Friends – I have to admit that I know very little about what it might be like to be a Chinese-American man.
The only male friend of Chinese-American descent that I can remember ever having was my friend Pete. I got to know Pete in St. Louis in the mid 70’s when we were both graduate students, and I met up with him again in Paris. Pete was apparently extremely wealthy. I was young and had known other wealthy people so I didn’t really think about this, until he met me in Paris, where he had an apartment (!) and he took me out for dinner at an incredibly fancy Chinese restaurant. Pete ordered for us, and then proceeded to critique the waiter’s Mandarin. After dinner we walked around the city, and Pete took a photograph with an impossibly tiny camera. “They are new,” he said, shrugging. Then we looked out over the city from I forget which bridge and we had a conversation about money.
“I wish,” he said “I had so much money I never had to think about food.” I laughed at this – it seemed so crazy.
“You seem like you’re doing ok to me,” I said.
“Yes,” he said. “But I have to think about it.” With that, he walked me back to the crappy dorm I was staying in and he went back to his apartment.
I know. This is not exactly a representative experience. But it’s the experience I had.
Watching the film documentary 9-Man, I was forced to think about all the other Chinese-American men I have had contact with in New York and Los Angeles (the city where I was born and where I grew up and the city where I have lived for 16 years). Yes, my parents used a Chinese laundry in Manhattan. Yes, I went to Chinatown, both in NYC and LA all the time to eat. The man at the Chinese laundry and all the male servers at all those restaurants – why haven’t I ever thought about them? The embarrassing answer is: because I didn’t notice them.
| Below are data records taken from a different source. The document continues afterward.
//! Board state representation and basic operations
//!
//! Lines are numbered row by row: the `width - 1` horizontal lines of a row
//! of dots come first, followed by the `width` vertical lines hanging below
//! that row. A row block therefore spans `2 * width - 1` indices, and the
//! last row of dots contributes horizontal lines only.
//!
//! ```text
//!  +-0-+-1-+        width = 3, height = 3
//!  2   3   4
//!  +-5-+-6-+
//!  7   8   9
//!  +10-+11-+
//! ```

use std::fmt;

use serde::{Deserialize, Serialize};
use tracing::trace;

use crate::{Error, Result};

/// Largest number of lines whose claimed set fits in a 64-bit identifier.
pub const MAX_LINES: usize = 63;

/// Orientation of a line on the grid
#[derive(Debug, Clone, Copy, PartialEq, Eq, Hash, Serialize, Deserialize)]
pub enum Orientation {
    Horizontal,
    Vertical,
}

impl fmt::Display for Orientation {
    fn fmt(&self, f: &mut fmt::Formatter<'_>) -> fmt::Result {
        match self {
            Orientation::Horizontal => write!(f, "Horizontal"),
            Orientation::Vertical => write!(f, "Vertical"),
        }
    }
}

/// Claimed and unclaimed lines of a rectangular dot grid
///
/// The claimed set is kept as a bit vector; bit `i` is set iff line `i`
/// has been claimed. Interpreted as an unsigned integer the bit vector is
/// the state identifier used to index value tables.
#[derive(Debug, Clone, Copy, PartialEq, Eq, Hash, Serialize, Deserialize)]
pub struct BoardState {
    width: usize,
    height: usize,
    num_lines: usize,
    lines: u64,
}

impl BoardState {
    /// Create an empty grid with `width` x `height` dots.
    ///
    /// # Errors
    ///
    /// Returns [`Error::InvalidDimensions`] if either dimension is below 2
    /// or the grid has more than [`MAX_LINES`] lines.
    pub fn new(width: usize, height: usize) -> Result<Self> {
        let num_lines = Self::line_count(width, height)?;
        Ok(Self {
            width,
            height,
            num_lines,
            lines: 0,
        })
    }

    /// Rebuild a grid from a state identifier.
    pub fn from_identifier(width: usize, height: usize, identifier: u64) -> Result<Self> {
        let mut board = Self::new(width, height)?;
        if identifier > board.max_identifier() {
            return Err(Error::InvalidConfiguration {
                message: format!(
                    "identifier {identifier} exceeds maximum {} for a {width}x{height} grid",
                    board.max_identifier()
                ),
            });
        }
        board.lines = identifier;
        Ok(board)
    }

    /// Number of lines on a `width` x `height` grid.
    pub fn line_count(width: usize, height: usize) -> Result<usize> {
        if width < 2 || height < 2 {
            return Err(Error::InvalidDimensions {
                width,
                height,
                reason: "a grid needs at least 2 dots per row and column".to_string(),
            });
        }

        let num_lines = height
            .checked_mul(width - 1)
            .zip(width.checked_mul(height - 1))
            .and_then(|(h, v)| h.checked_add(v))
            .filter(|&n| n <= MAX_LINES)
            .ok_or_else(|| Error::InvalidDimensions {
                width,
                height,
                reason: format!("state identifiers support at most {MAX_LINES} lines"),
            })?;

        Ok(num_lines)
    }

    pub fn width(&self) -> usize {
        self.width
    }

    pub fn height(&self) -> usize {
        self.height
    }

    /// Number of lines, which is also the number of actions per state.
    pub fn num_lines(&self) -> usize {
        self.num_lines
    }

    /// Number of boxes on the grid.
    pub fn num_boxes(&self) -> usize {
        (self.width - 1) * (self.height - 1)
    }

    /// The claimed lines interpreted as an unsigned integer.
    pub fn identifier(&self) -> u64 {
        self.lines
    }

    /// Identifier with every line claimed.
    pub fn max_identifier(&self) -> u64 {
        (1u64 << self.num_lines) - 1
    }

    /// Number of distinct identifiers, i.e. the state count of a value table.
    pub fn num_states(&self) -> u64 {
        self.max_identifier() + 1
    }

    /// Identifier reached by claiming `action` in `state`.
    ///
    /// Claiming a line that is already set leaves the identifier unchanged,
    /// and so does an `action` beyond the widest possible grid.
    pub fn next_identifier(state: u64, action: usize) -> u64 {
        let bit = u32::try_from(action)
            .ok()
            .and_then(|shift| 1u64.checked_shl(shift))
            .unwrap_or(0);
        state | bit
    }

    pub fn is_claimed(&self, line: usize) -> bool {
        line < self.num_lines && (self.lines >> line) & 1 == 1
    }

    /// Unclaimed lines in ascending order.
    pub fn available_lines(&self) -> Vec<usize> {
        (0..self.num_lines)
            .filter(|&line| !self.is_claimed(line))
            .collect()
    }

    pub fn is_terminal(&self) -> bool {
        self.lines == self.max_identifier()
    }

    /// Clear every line so the grid can be reused for another round.
    pub fn reset(&mut self) {
        self.lines = 0;
    }

    pub fn orientation(&self, line: usize) -> Orientation {
        if line % self.stride() < self.width - 1 {
            Orientation::Horizontal
        } else {
            Orientation::Vertical
        }
    }

    /// Index of the horizontal line to the right of dot (`row`, `col`).
    pub fn horizontal_line(&self, row: usize, col: usize) -> usize {
        row * self.stride() + col
    }

    /// Index of the vertical line below dot (`row`, `col`).
    pub fn vertical_line(&self, row: usize, col: usize) -> usize {
        row * self.stride() + (self.width - 1) + col
    }

    /// Claim `line` and return the number of boxes it completed.
    ///
    /// Only the (at most two) boxes bordering `line` are checked. The
    /// sibling offsets below depend on the numbering described in the module
    /// docs; persisted value tables are only valid under that numbering.
    ///
    /// # Errors
    ///
    /// Returns [`Error::LineOutOfRange`] when `line >= num_lines`.
    pub fn apply_action(&mut self, line: usize) -> Result<u32> {
        if line >= self.num_lines {
            return Err(Error::LineOutOfRange {
                line,
                max: self.num_lines - 1,
            });
        }

        self.lines |= 1u64 << line;

        let width = self.width;
        let stride = self.stride();
        let mut completed = 0;

        match self.orientation(line) {
            Orientation::Horizontal => {
                // box above
                if line >= width
                    && self.is_claimed(line - stride)
                    && self.is_claimed(line - width)
                    && self.is_claimed(line + 1 - width)
                {
                    completed += 1;
                }
                // box below
                if line + width < self.num_lines
                    && self.is_claimed(line + width - 1)
                    && self.is_claimed(line + width)
                    && self.is_claimed(line + stride)
                {
                    completed += 1;
                }
            }
            Orientation::Vertical => {
                let column = line % stride - (width - 1);
                // box to the right
                if column != width - 1
                    && self.is_claimed(line + 1)
                    && self.is_claimed(line + 1 - width)
                    && self.is_claimed(line + width)
                {
                    completed += 1;
                }
                // box to the left
                if column != 0
                    && self.is_claimed(line - 1)
                    && self.is_claimed(line - width)
                    && self.is_claimed(line + width - 1)
                {
                    completed += 1;
                }
            }
        }

        trace!(
            line,
            orientation = %self.orientation(line),
            boxes = completed,
            state = self.lines,
            "line claimed"
        );

        Ok(completed)
    }

    pub fn snapshot(&self) -> BoardSnapshot {
        BoardSnapshot {
            width: self.width,
            height: self.height,
            identifier: self.lines,
        }
    }

    fn stride(&self) -> usize {
        2 * self.width - 1
    }
}

/// Enough of a board to redraw it elsewhere
#[derive(Debug, Clone, Copy, PartialEq, Eq, Serialize, Deserialize)]
pub struct BoardSnapshot {
    pub width: usize,
    pub height: usize,
    pub identifier: u64,
}

impl BoardSnapshot {
    pub fn to_board(&self) -> Result<BoardState> {
        BoardState::from_identifier(self.width, self.height, self.identifier)
    }
}

#[cfg(test)]
mod tests {
    use rand::{SeedableRng, rngs::StdRng, seq::SliceRandom};

    use super::*;

    #[test]
    fn test_line_count_formula() {
        for width in 2..6 {
            for height in 2..6 {
                let board = BoardState::new(width, height).unwrap();
                assert_eq!(
                    board.num_lines(),
                    height * (width - 1) + width * (height - 1)
                );
                assert_eq!(board.max_identifier(), (1u64 << board.num_lines()) - 1);
            }
        }
    }

    #[test]
    fn test_invalid_dimensions() {
        assert!(matches!(
            BoardState::new(1, 3),
            Err(Error::InvalidDimensions { .. })
        ));
        assert!(matches!(
            BoardState::new(3, 0),
            Err(Error::InvalidDimensions { .. })
        ));
        // 6x6 dots has 60 lines, 7x6 has 71
        assert!(BoardState::new(6, 6).is_ok());
        assert!(BoardState::new(7, 6).is_err());
    }

    #[test]
    fn test_orientation_numbering() {
        let board = BoardState::new(3, 3).unwrap();
        let horizontal: Vec<usize> = (0..board.num_lines())
            .filter(|&l| board.orientation(l) == Orientation::Horizontal)
            .collect();
        assert_eq!(horizontal, vec![0, 1, 5, 6, 10, 11]);
        assert_eq!(board.horizontal_line(1, 1), 6);
        assert_eq!(board.vertical_line(1, 2), 9);
    }

    #[test]
    fn test_single_box_completion() {
        let mut board = BoardState::new(2, 2).unwrap();
        assert_eq!(board.apply_action(0).unwrap(), 0);
        assert_eq!(board.apply_action(1).unwrap(), 0);
        assert_eq!(board.apply_action(2).unwrap(), 0);
        assert_eq!(board.apply_action(3).unwrap(), 1);
        assert!(board.is_terminal());
    }

    #[test]
    fn test_interior_line_completes_two_boxes() {
        // 3x2 dots: two boxes side by side sharing vertical line 3
        let mut board = BoardState::new(3, 2).unwrap();
        for line in [0, 1, 2, 4, 5, 6] {
            assert_eq!(board.apply_action(line).unwrap(), 0);
        }
        assert_eq!(board.apply_action(3).unwrap(), 2);
    }

    #[test]
    fn test_horizontal_interior_line_completes_two_boxes() {
        // 2x3 dots: two boxes stacked sharing horizontal line 3
        let mut board = BoardState::new(2, 3).unwrap();
        for line in [0, 1, 2, 4, 5, 6] {
            assert_eq!(board.apply_action(line).unwrap(), 0);
        }
        assert_eq!(board.apply_action(3).unwrap(), 2);
    }

    #[test]
    fn test_first_vertical_line_after_its_right_neighbour() {
        // Line 2 is the right side of the only box, line 1 its left side.
        let mut board = BoardState::new(2, 2).unwrap();
        assert_eq!(board.apply_action(2).unwrap(), 0);
        assert_eq!(board.apply_action(1).unwrap(), 0);
        assert_eq!(board.apply_action(0).unwrap(), 0);
        assert_eq!(board.apply_action(3).unwrap(), 1);

        // Same order on a wider grid: line 3 then line 2, leftmost column.
        let mut board = BoardState::new(3, 3).unwrap();
        for line in [3, 2, 0] {
            assert_eq!(board.apply_action(line).unwrap(), 0);
        }
        assert_eq!(board.apply_action(5).unwrap(), 1);
    }

    #[test]
    fn test_out_of_range_line() {
        let mut board = BoardState::new(2, 2).unwrap();
        assert!(matches!(
            board.apply_action(4),
            Err(Error::LineOutOfRange { line: 4, max: 3 })
        ));
        assert_eq!(board.identifier(), 0);
    }

    #[test]
    fn test_any_order_completes_every_box() {
        let mut rng = StdRng::seed_from_u64(7);
        for (width, height) in [(2, 2), (3, 2), (2, 4), (3, 3), (4, 3), (5, 4)] {
            for _ in 0..25 {
                let mut board = BoardState::new(width, height).unwrap();
                let mut order: Vec<usize> = (0..board.num_lines()).collect();
                order.shuffle(&mut rng);

                let total: u32 = order
                    .iter()
                    .map(|&line| board.apply_action(line).unwrap())
                    .sum();

                assert!(board.is_terminal());
                assert_eq!(total as usize, (width - 1) * (height - 1));
            }
        }
    }

    #[test]
    fn test_identifier_tracks_bits() {
        let mut board = BoardState::new(3, 3).unwrap();
        board.apply_action(0).unwrap();
        board.apply_action(5).unwrap();
        assert_eq!(board.identifier(), 0b100001);
        assert_eq!(board.available_lines().len(), 10);
        assert!(!board.available_lines().contains(&5));

        board.reset();
        assert_eq!(board.identifier(), 0);
        board.reset();
        assert_eq!(board.available_lines().len(), 12);
    }

    #[test]
    fn test_next_identifier_idempotent() {
        for state in [0u64, 5, 0b1010_1010, 4095] {
            for action in 0..12 {
                let once = BoardState::next_identifier(state, action);
                assert_eq!(BoardState::next_identifier(once, action), once);
                assert!(once >= state);
            }
        }
    }

    #[test]
    fn test_next_identifier_ignores_lines_past_u64() {
        assert_eq!(BoardState::next_identifier(5, 63), 5 | (1 << 63));
        assert_eq!(BoardState::next_identifier(5, 64), 5);
        assert_eq!(BoardState::next_identifier(5, usize::MAX), 5);
    }

    #[test]
    fn test_next_identifier_matches_apply() {
        let mut board = BoardState::new(3, 3).unwrap();
        board.apply_action(4).unwrap();
        let before = board.identifier();
        board.apply_action(9).unwrap();
        assert_eq!(BoardState::next_identifier(before, 9), board.identifier());
    }

    #[test]
    fn test_snapshot_roundtrip() {
        let mut board = BoardState::new(4, 3).unwrap();
        board.apply_action(2).unwrap();
        board.apply_action(7).unwrap();
        let rebuilt = board.snapshot().to_board().unwrap();
        assert_eq!(rebuilt, board);
        assert!(BoardState::from_identifier(2, 2, 16).is_err());
    }
}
9-Man brings Chinese American men into a dazzling, complicated light. The film depicts generations of passionate, competitive amateur athletes who play their hearts out in special Chinese-style volley-ball leagues. The games take place in the street, where fans dance under the canopy of those enormous Chinese dragons that you see in parades on Chinese New Year. There are complicated rules about who can play and who can’t (you have to have some Chinese heritage to play, except for 3 positions on the team which are open to other kinds of Asians [but not Indians, apparently]). The players on the team don’t rotate like in American volleyball, and there are other rules and regulations that I don’t remember, because I’m terrible at sports.
One older, former player speaks in an interview about being relegated to “feminine” work – that of the laundry and the restaurant – and how playing 9 -man restored his sense of respect and dignity.
It’s an immigrant’s game, another former player told the camera, with one of the first balls being a bunch of towels wrapped together and wrapped with string.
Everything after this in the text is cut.